There was the Northview Golf and Country Club and the Island Yacht Club. Dress codes, schedules, and boredom. At the golf club, the game was: “A nice walk spoiled,” as Mark Twain described it. Irwin hated the game. He hated the ‘hoity-toity’ attitude of the members. They’re the kind of people who have the club send a warning letter to anyone underdressed in the dining room, or failing to wear whites on the courts.
The people around the pool were wealthy scum. Fat old guys with thick cigars clenched in their teeth as they played poker at poolside tables. Their fat old wives gushing out of bathing suits that never get wet. Their hair is dyed and sculpted. It could never get wet until Desmond washed and styled it the next day. Then it could not get wet again. Nor could it get messed, should Lionel paw her for sex again so soon. Lionel was obliged to enjoy trysts with Dorothy Logan from receivables, upstairs. Her husband is a long distance hauler, so he is usually only home on weekends and some Wednesdays. Lionel and Dorthy enjoyed a wonderful love life, but that’s another story.

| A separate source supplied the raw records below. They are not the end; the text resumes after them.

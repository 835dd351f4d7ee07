//! Authorization store
//!
//! Owns every identity's credential record and the set of outstanding invite
//! codes. All mutating operations take the write half of a single lock for
//! their full duration, which makes "invite code is outstanding → consume it →
//! create the record" and "identity is absent → insert it" indivisible.
//! [`AuthStore::verify_token`] only needs the read half.

use std::sync::OnceLock;

use latchkey_types::{CredentialRecord, Identity, InviteCode, SessionToken, StoreSnapshot};
use parking_lot::RwLock;

use crate::password::{validate_password, PasswordHasher};
use crate::token::TokenSource;
use crate::AuthError;

/// Counters describing the current state
#[derive(Debug, Clone, Copy, PartialEq, Eq)]
pub struct StoreStats {
    pub users: usize,
    pub sessions: usize,
    pub outstanding_invites: usize,
}

/// In-memory credential and session authority
pub struct AuthStore<H: PasswordHasher, T: TokenSource> {
    state: RwLock<StoreSnapshot>,
    hasher: H,
    tokens: T,
    /// Hash verified against when the identity is unknown, so sign-in takes
    /// the same time whether or not the account exists
    dummy_hash: OnceLock<Option<String>>,
}

impl<H: PasswordHasher, T: TokenSource> AuthStore<H, T> {
    /// Create an empty store with no administrator
    pub fn new(hasher: H, tokens: T) -> Self {
        Self::from_snapshot(StoreSnapshot::default(), hasher, tokens)
    }

    /// Restore a store from persisted state
    pub fn from_snapshot(snapshot: StoreSnapshot, hasher: H, tokens: T) -> Self {
        Self {
            state: RwLock::new(snapshot),
            hasher,
            tokens,
            dummy_hash: OnceLock::new(),
        }
    }

    /// Copy of the full state, for persistence
    pub fn snapshot(&self) -> StoreSnapshot {
        self.state.read().clone()
    }

    /// Current administrator, if one is designated
    pub fn admin(&self) -> Option<Identity> {
        self.state.read().admin.clone()
    }

    /// Current counters
    pub fn stats(&self) -> StoreStats {
        let state = self.state.read();
        StoreStats {
            users: state.user_count(),
            sessions: state.session_count(),
            outstanding_invites: state.invite_codes.len(),
        }
    }

    // =========================================================================
    // Bootstrap
    // =========================================================================

    /// Designate the administrator and mint a first invite code.
    ///
    /// Not reachable through the command table: this is how a fresh deployment
    /// gets an administrator who can then sign up like anyone else.
    pub fn bootstrap(&self, admin: Identity) -> InviteCode {
        let mut state = self.state.write();
        tracing::info!(admin = %admin, "Administrator designated");
        state.admin = Some(admin);
        self.mint_invite_code(&mut state)
    }

    // =========================================================================
    // Invite Codes
    // =========================================================================

    /// Issue a new invite code. Requires an active administrator session.
    pub fn issue_invite_code(
        &self,
        requester: &Identity,
        token: &SessionToken,
    ) -> Result<InviteCode, AuthError> {
        let mut state = self.state.write();
        authorize_admin(&state, requester, token)?;

        let code = self.mint_invite_code(&mut state);
        tracing::info!(
            admin = %requester,
            outstanding = state.invite_codes.len(),
            "Invite code issued"
        );
        Ok(code)
    }

    /// Revoke an invite code. Revoking an absent code is a no-op.
    pub fn revoke_invite_code(
        &self,
        requester: &Identity,
        token: &SessionToken,
        code: &InviteCode,
    ) -> Result<(), AuthError> {
        let mut state = self.state.write();
        authorize_admin(&state, requester, token)?;

        if state.invite_codes.remove(code) {
            tracing::info!(admin = %requester, "Invite code revoked");
        } else {
            tracing::debug!(admin = %requester, "Revoked invite code was not outstanding");
        }
        Ok(())
    }

    // =========================================================================
    // Accounts and Sessions
    // =========================================================================

    /// Register a new identity by consuming an invite code.
    ///
    /// Checks run in a fixed order: invite code, then identity, then password
    /// policy. Returns the first session token of the new identity.
    pub fn sign_up(
        &self,
        identity: Identity,
        password: &str,
        invite_code: &InviteCode,
    ) -> Result<SessionToken, AuthError> {
        let mut state = self.state.write();

        if !state.invite_codes.contains(invite_code) {
            tracing::debug!(identity = %identity, "Sign-up with unknown invite code");
            return Err(AuthError::InvalidInviteCode);
        }
        if state.users.contains_key(&identity) {
            tracing::debug!(identity = %identity, "Sign-up for existing identity");
            return Err(AuthError::IdentityExists);
        }
        validate_password(password)?;

        let password_hash = self.hasher.hash(password)?;
        let token = self.mint_session_token();

        state.invite_codes.remove(invite_code);
        state
            .users
            .insert(identity.clone(), CredentialRecord::new(password_hash, token.clone()));

        tracing::info!(identity = %identity, "Identity registered");
        Ok(token)
    }

    /// Authenticate by password and open an additional session
    pub fn sign_in(&self, identity: &Identity, password: &str) -> Result<SessionToken, AuthError> {
        let mut state = self.state.write();

        let Some(record) = state.users.get_mut(identity) else {
            self.equalize_timing(password);
            tracing::debug!(identity = %identity, "Sign-in failed");
            return Err(AuthError::InvalidCredentials);
        };
        if !self.hasher.verify(password, &record.password_hash) {
            tracing::debug!(identity = %identity, "Sign-in failed");
            return Err(AuthError::InvalidCredentials);
        }

        let token = self.mint_session_token();
        record.tokens.insert(token.clone());

        tracing::info!(
            identity = %identity,
            sessions = record.tokens.len(),
            "Session opened"
        );
        Ok(token)
    }

    /// Revoke exactly one session. Other sessions of the identity stay valid.
    pub fn sign_out(&self, identity: &Identity, token: &SessionToken) -> Result<(), AuthError> {
        let mut state = self.state.write();

        let removed = state
            .users
            .get_mut(identity)
            .is_some_and(|record| record.tokens.remove(token));
        if !removed {
            return Err(AuthError::InvalidCredentials);
        }

        tracing::info!(identity = %identity, "Session closed");
        Ok(())
    }

    /// Replace the password of an identity holding an active session.
    ///
    /// Existing sessions, including the one used here, remain valid.
    pub fn change_password(
        &self,
        identity: &Identity,
        token: &SessionToken,
        new_password: &str,
    ) -> Result<(), AuthError> {
        let mut state = self.state.write();

        let record = state
            .users
            .get_mut(identity)
            .filter(|record| record.tokens.contains(token))
            .ok_or(AuthError::InvalidCredentials)?;
        validate_password(new_password)?;

        record.password_hash = self.hasher.hash(new_password)?;

        tracing::info!(identity = %identity, "Password changed");
        Ok(())
    }

    // =========================================================================
    // Verification
    // =========================================================================

    /// Whether `token` is currently an active session of `identity`
    pub fn verify_token(&self, identity: &Identity, token: &SessionToken) -> bool {
        let state = self.state.read();
        is_active(&state, identity, token)
    }

    /// Privileged verification on behalf of a relying party.
    ///
    /// The requester must hold an active administrator session.
    pub fn verify_token_as(
        &self,
        requester: &Identity,
        requester_token: &SessionToken,
        identity: &Identity,
        token: &SessionToken,
    ) -> Result<bool, AuthError> {
        let state = self.state.read();
        authorize_admin(&state, requester, requester_token)?;
        Ok(is_active(&state, identity, token))
    }

    // =========================================================================
    // Helpers
    // =========================================================================

    fn mint_session_token(&self) -> SessionToken {
        SessionToken::new(self.tokens.new_token())
    }

    fn mint_invite_code(&self, state: &mut StoreSnapshot) -> InviteCode {
        loop {
            let code = InviteCode::new(self.tokens.new_token());
            if state.invite_codes.insert(code.clone()) {
                return code;
            }
            tracing::warn!("Generated invite code collided with an outstanding one");
        }
    }

    fn equalize_timing(&self, password: &str) {
        let dummy = self
            .dummy_hash
            .get_or_init(|| self.hasher.hash("latchkey-timing-equalizer").ok());
        if let Some(hash) = dummy {
            let _ = self.hasher.verify(password, hash);
        }
    }
}

/// Fresh state designating `admin` and holding one invite code.
///
/// Lets a deployment be seeded without building a store, which would need a
/// password hasher it never uses.
pub fn bootstrap_snapshot<T: TokenSource>(
    admin: Identity,
    tokens: &T,
) -> (StoreSnapshot, InviteCode) {
    let mut snapshot = StoreSnapshot::with_admin(admin);
    let code = InviteCode::new(tokens.new_token());
    snapshot.invite_codes.insert(code.clone());
    (snapshot, code)
}

fn is_active(state: &StoreSnapshot, identity: &Identity, token: &SessionToken) -> bool {
    state
        .users
        .get(identity)
        .is_some_and(|record| record.tokens.contains(token))
}

fn authorize_admin(
    state: &StoreSnapshot,
    requester: &Identity,
    token: &SessionToken,
) -> Result<(), AuthError> {
    let is_admin = state.admin.as_ref() == Some(requester);
    if is_admin && is_active(state, requester, token) {
        Ok(())
    } else {
        tracing::warn!(requester = %requester, "Administrator check failed");
        Err(AuthError::Unauthorized)
    }
}

impl<H: PasswordHasher, T: TokenSource> std::fmt::Debug for AuthStore<H, T> {
    fn fmt(&self, f: &mut std::fmt::Formatter<'_>) -> std::fmt::Result {
        f.debug_struct("AuthStore")
            .field("stats", &self.stats())
            .finish_non_exhaustive()
    }
}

Usually, when with the family at the summer home, Irwin went off alone, either hiking into the forest or canoeing out to distant shores, rocky coves and deserted islands. It was there that he began to feel that this was his preferred environment. He realized that he was never fully comfortable in the city. He could handle himself well, either on the roads jammed with vehicles or on the downtown sidewalks where any kind of shady dealings might be going on.
Irwin abandoned his family. They provided a wonderful life for him, but it was the life that they desired. They had worked hard and been successful in achieving their goals of wealth and social acceptance. Irwin found it hollow, stagnant with no perceivable advantages. He told them goodbye and he went off to find his life. His pickup truck would be ideal for making his way in a small village or as a farm hand.

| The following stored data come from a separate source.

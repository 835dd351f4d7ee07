//! Command dispatcher
//!
//! Decodes a request body into the typed arguments of one [`Command`], runs
//! the matching store operation and encodes the result as a bare JSON value.
//! Mutations hold the persistence gate until their snapshot is saved, and run
//! on their own task so a dropped request cannot split the two.

use latchkey_auth_core::AuthError;
use latchkey_types::{
    ChangePasswordRequest, Command, IssueInviteCodeRequest, RevokeInviteCodeRequest,
    SignInRequest, SignOutRequest, SignUpRequest, VerifyTokenRequest,
};
use serde::de::DeserializeOwned;
use serde_json::Value;

use crate::error::{ApiError, ApiResult};
use crate::state::{AppState, AuthStoreImpl};

/// A decoded command with its arguments
#[derive(Debug)]
enum Invocation {
    IssueInviteCode(IssueInviteCodeRequest),
    RevokeInviteCode(RevokeInviteCodeRequest),
    VerifyToken(VerifyTokenRequest),
    SignUp(SignUpRequest),
    SignIn(SignInRequest),
    SignOut(SignOutRequest),
    ChangePassword(ChangePasswordRequest),
}

impl Invocation {
    fn decode(command: Command, body: &[u8]) -> ApiResult<Self> {
        Ok(match command {
            Command::IssueInviteCode => Self::IssueInviteCode(decode(body)?),
            Command::RevokeInviteCode => Self::RevokeInviteCode(decode(body)?),
            Command::VerifyToken => Self::VerifyToken(decode(body)?),
            Command::SignUp => Self::SignUp(decode(body)?),
            Command::SignIn => Self::SignIn(decode(body)?),
            Command::SignOut => Self::SignOut(decode(body)?),
            Command::ChangePassword => Self::ChangePassword(decode(body)?),
        })
    }

    fn run(self, store: &AuthStoreImpl) -> Result<Value, AuthError> {
        match self {
            Self::IssueInviteCode(req) => store
                .issue_invite_code(&req.auth.identity, &req.auth.token)
                .map(|code| Value::String(code.into_inner())),
            Self::RevokeInviteCode(req) => store
                .revoke_invite_code(&req.auth.identity, &req.auth.token, &req.invite_code)
                .map(|()| Value::Null),
            Self::VerifyToken(req) => store
                .verify_token_as(
                    &req.auth.identity,
                    &req.auth.token,
                    &req.creds.identity,
                    &req.creds.token,
                )
                .map(Value::Bool),
            Self::SignUp(req) => store
                .sign_up(req.identity, &req.password, &req.invite_code)
                .map(|token| Value::String(token.into_inner())),
            Self::SignIn(req) => store
                .sign_in(&req.identity, &req.password)
                .map(|token| Value::String(token.into_inner())),
            Self::SignOut(req) => store
                .sign_out(&req.identity, &req.token)
                .map(|()| Value::Null),
            Self::ChangePassword(req) => store
                .change_password(&req.identity, &req.token, &req.new_password)
                .map(|()| Value::Null),
        }
    }
}

fn decode<T: DeserializeOwned>(body: &[u8]) -> ApiResult<T> {
    serde_json::from_slice(body).map_err(|e| ApiError::BadRequest(e.to_string()))
}

/// Execute one command against the store
pub async fn execute(state: &AppState, command: Command, body: &[u8]) -> ApiResult<Value> {
    let invocation = Invocation::decode(command, body)?;

    if !command.is_mutation() {
        let store = state.store.clone();
        return tokio::task::spawn_blocking(move || invocation.run(&store))
            .await
            .map_err(|e| ApiError::Internal(e.to_string()))?
            .map_err(ApiError::from);
    }

    let state = state.clone();
    tokio::spawn(async move { mutate(state, invocation).await })
        .await
        .map_err(|e| ApiError::Internal(e.to_string()))?
}

async fn mutate(state: AppState, invocation: Invocation) -> ApiResult<Value> {
    let _gate = state.persist_gate.lock().await;

    let store = state.store.clone();
    let (result, snapshot) = tokio::task::spawn_blocking(move || {
        let result = invocation.run(&store);
        // Taken under the gate, so no other mutation can land in between
        let snapshot = result.is_ok().then(|| store.snapshot());
        (result, snapshot)
    })
    .await
    .map_err(|e| ApiError::Internal(e.to_string()))?;

    let value = result?;
    if let Some(snapshot) = snapshot {
        if let Err(e) = state.snapshots.save(&snapshot).await {
            metrics::counter!("latchkey_snapshot_failures_total").increment(1);
            return Err(ApiError::Persistence(e));
        }
    }
    Ok(value)
}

He made good friends among the farmers and townsfolk. He was hired to herd cattle or sheep, sometimes goats, and gathered maple sap in early spring. He helped to raise a barn, he became a member of the volunteer fire department and avoided religious attachments. On one occasion near the Christmas season, Irwin Kalbin went alone to a concert at the Catholic church in a nearby town. Local people were led by the lady who owns the pig farm because she is also a music and singing teacher. It was a nice, wholesome event with nice people on the stage and in the audience.
A very pretty young woman was seated next to Irwin. She left her seat for a few minutes. She returned a short time later and slipped a note to Irwin. It was an invitation to a community dance the following weekend. Irwin accepted and accompanied Beverly to the dance. He enjoyed the event and the company so he began to date Beverly regularly and soon they were lovers. But that’s another story.